WHAT THE TASK REQUIRES = Would you write out the data below exactly, with every line intact?

SOURCE MATERIAL =
>>

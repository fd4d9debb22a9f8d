//! Pre-flight gate: whole-document validation run before any push to a live
//! proxy process.
//!
//! The report carries every record issue plus cross-record findings
//! (duplicate tags, dangling rule targets, balancers that select nothing).
//! Any [`Severity::Fatal`] issue makes the document push-blocked.

use serde::Serialize;
use tracing::debug;
use xc_types::{FieldIssue, IssueCode, Severity};

use crate::identity::{balancer_members, find_duplicate_balancer_tags, find_duplicate_tags};
use crate::lenient::mistyped_non_null;
use crate::model::Document;
use crate::validator::{
    validate_balancer_record, validate_inbound_record, validate_outbound_record,
    validate_routing_rule,
};

/// A field issue located inside the document by JSON pointer.
#[derive(Debug, Clone, PartialEq, Eq, Serialize)]
pub struct DocumentIssue {
    pub ptr: String,
    #[serde(flatten)]
    pub issue: FieldIssue,
}

#[derive(Debug, Clone, Default, PartialEq, Eq, Serialize)]
pub struct PreflightReport {
    pub issues: Vec<DocumentIssue>,
}

impl PreflightReport {
    pub fn is_clean(&self) -> bool {
        self.issues.is_empty()
    }

    pub fn is_push_blocked(&self) -> bool {
        self.issues.iter().any(|i| i.issue.is_fatal())
    }

    pub fn fatal(&self) -> impl Iterator<Item = &DocumentIssue> {
        self.issues.iter().filter(|i| i.issue.is_fatal())
    }

    pub fn worst(&self) -> Option<Severity> {
        self.issues.iter().map(|i| i.issue.severity).max()
    }

    fn extend(&mut self, ptr: String, issues: Vec<FieldIssue>) {
        self.issues
            .extend(issues.into_iter().map(|issue| DocumentIssue {
                ptr: ptr.clone(),
                issue,
            }));
    }
}

/// Sections the proxy core cannot read at all: `"outbounds": {}`,
/// `"routing": []`, `"rules": "direct"`.
fn unreadable_sections(doc: &Document, report: &mut PreflightReport) {
    let unreadable = |key: &str| {
        vec![FieldIssue::fatal(
            key,
            IssueCode::InvalidType,
            format!("{key} has the wrong JSON type"),
        )]
    };
    for key in ["inbounds", "outbounds", "routing"] {
        if mistyped_non_null(&doc.extra, key) {
            report.extend(format!("/{key}"), unreadable(key));
        }
    }
    if let Some(routing) = &doc.routing {
        for key in ["rules", "balancers"] {
            if mistyped_non_null(&routing.extra, key) {
                report.extend(format!("/routing/{key}"), unreadable(key));
            }
        }
    }
}

pub fn preflight(doc: &Document) -> PreflightReport {
    let mut report = PreflightReport::default();
    unreadable_sections(doc, &mut report);

    for (i, ib) in doc.inbounds.iter().enumerate() {
        report.extend(format!("/inbounds/{i}"), validate_inbound_record(ib));
    }
    for (i, ob) in doc.outbounds.iter().enumerate() {
        report.extend(format!("/outbounds/{i}"), validate_outbound_record(ob));
    }
    for (i, rule) in doc.rules().iter().enumerate() {
        report.extend(
            format!("/routing/rules/{i}"),
            validate_routing_rule(rule, &doc.outbounds, doc.balancers()),
        );
    }
    for (i, b) in doc.balancers().iter().enumerate() {
        let ptr = format!("/routing/balancers/{i}");
        let mut issues = validate_balancer_record(b);
        if !b.selector.is_empty() && balancer_members(b, &doc.outbounds).is_empty() {
            issues.push(FieldIssue::error(
                "selector",
                IssueCode::UnknownReference,
                "selector matches no outbound tag",
            ));
        }
        report.extend(ptr, issues);
    }

    let dup_tags = find_duplicate_tags(doc).into_iter().map(|t| {
        FieldIssue::fatal(
            "tag",
            IssueCode::DuplicateTag,
            format!("tag {t:?} is used more than once"),
        )
    });
    report.extend("/".to_string(), dup_tags.collect());

    let dup_balancers = find_duplicate_balancer_tags(doc).into_iter().map(|t| {
        FieldIssue::fatal(
            "tag",
            IssueCode::DuplicateTag,
            format!("balancer tag {t:?} is used more than once"),
        )
    });
    report.extend("/routing/balancers".to_string(), dup_balancers.collect());

    debug!(
        issues = report.issues.len(),
        blocked = report.is_push_blocked(),
        "preflight finished"
    );
    report
}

<<

EXERCISE SOLUTION =
repository fd4d9debb22a9f8d
//! Pre-flight gate: whole-document validation run before any push to a live
//! proxy process.
//!
//! The report carries every record issue plus cross-record findings
//! (duplicate tags, dangling rule targets, balancers that select nothing).
//! Any [`Severity::Fatal`] issue makes the document push-blocked.

use serde::Serialize;
use tracing::debug;
use xc_types::{FieldIssue, IssueCode, Severity};

use crate::identity::{balancer_members, find_duplicate_balancer_tags, find_duplicate_tags};
use crate::lenient::mistyped_non_null;
use crate::model::Document;
use crate::validator::{
    validate_balancer_record, validate_inbound_record, validate_outbound_record,
    validate_routing_rule,
};

/// A field issue located inside the document by JSON pointer.
#[derive(Debug, Clone, PartialEq, Eq, Serialize)]
pub struct DocumentIssue {
    pub ptr: String,
    #[serde(flatten)]
    pub issue: FieldIssue,
}

#[derive(Debug, Clone, Default, PartialEq, Eq, Serialize)]
pub struct PreflightReport {
    pub issues: Vec<DocumentIssue>,
}

impl PreflightReport {
    pub fn is_clean(&self) -> bool {
        self.issues.is_empty()
    }

    pub fn is_push_blocked(&self) -> bool {
        self.issues.iter().any(|i| i.issue.is_fatal())
    }

    pub fn fatal(&self) -> impl Iterator<Item = &DocumentIssue> {
        self.issues.iter().filter(|i| i.issue.is_fatal())
    }

    pub fn worst(&self) -> Option<Severity> {
        self.issues.iter().map(|i| i.issue.severity).max()
    }

    fn extend(&mut self, ptr: String, issues: Vec<FieldIssue>) {
        self.issues
            .extend(issues.into_iter().map(|issue| DocumentIssue {
                ptr: ptr.clone(),
                issue,
            }));
    }
}

/// Sections the proxy core cannot read at all: `"outbounds": {}`,
/// `"routing": []`, `"rules": "direct"`.
fn unreadable_sections(doc: &Document, report: &mut PreflightReport) {
    let unreadable = |key: &str| {
        vec![FieldIssue::fatal(
            key,
            IssueCode::InvalidType,
            format!("{key} has the wrong JSON type"),
        )]
    };
    for key in ["inbounds", "outbounds", "routing"] {
        if mistyped_non_null(&doc.extra, key) {
            report.extend(format!("/{key}"), unreadable(key));
        }
    }
    if let Some(routing) = &doc.routing {
        for key in ["rules", "balancers"] {
            if mistyped_non_null(&routing.extra, key) {
                report.extend(format!("/routing/{key}"), unreadable(key));
            }
        }
    }
}

pub fn preflight(doc: &Document) -> PreflightReport {
    let mut report = PreflightReport::default();
    unreadable_sections(doc, &mut report);

    for (i, ib) in doc.inbounds.iter().enumerate() {
        report.extend(format!("/inbounds/{i}"), validate_inbound_record(ib));
    }
    for (i, ob) in doc.outbounds.iter().enumerate() {
        report.extend(format!("/outbounds/{i}"), validate_outbound_record(ob));
    }
    for (i, rule) in doc.rules().iter().enumerate() {
        report.extend(
            format!("/routing/rules/{i}"),
            validate_routing_rule(rule, &doc.outbounds, doc.balancers()),
        );
    }
    for (i, b) in doc.balancers().iter().enumerate() {
        let ptr = format!("/routing/balancers/{i}");
        let mut issues = validate_balancer_record(b);
        if !b.selector.is_empty() && balancer_members(b, &doc.outbounds).is_empty() {
            issues.push(FieldIssue::error(
                "selector",
                IssueCode::UnknownReference,
                "selector matches no outbound tag",
            ));
        }
        report.extend(ptr, issues);
    }

    let dup_tags = find_duplicate_tags(doc).into_iter().map(|t| {
        FieldIssue::fatal(
            "tag",
            IssueCode::DuplicateTag,
            format!("tag {t:?} is used more than once"),
        )
    });
    report.extend("/".to_string(), dup_tags.collect());

    let dup_balancers = find_duplicate_balancer_tags(doc).into_iter().map(|t| {
        FieldIssue::fatal(
            "tag",
            IssueCode::DuplicateTag,
            format!("balancer tag {t:?} is used more than once"),
        )
    });
    report.extend("/routing/balancers".to_string(), dup_balancers.collect());

    debug!(
        issues = report.issues.len(),
        blocked = report.is_push_blocked(),
        "preflight finished"
    );
    report
}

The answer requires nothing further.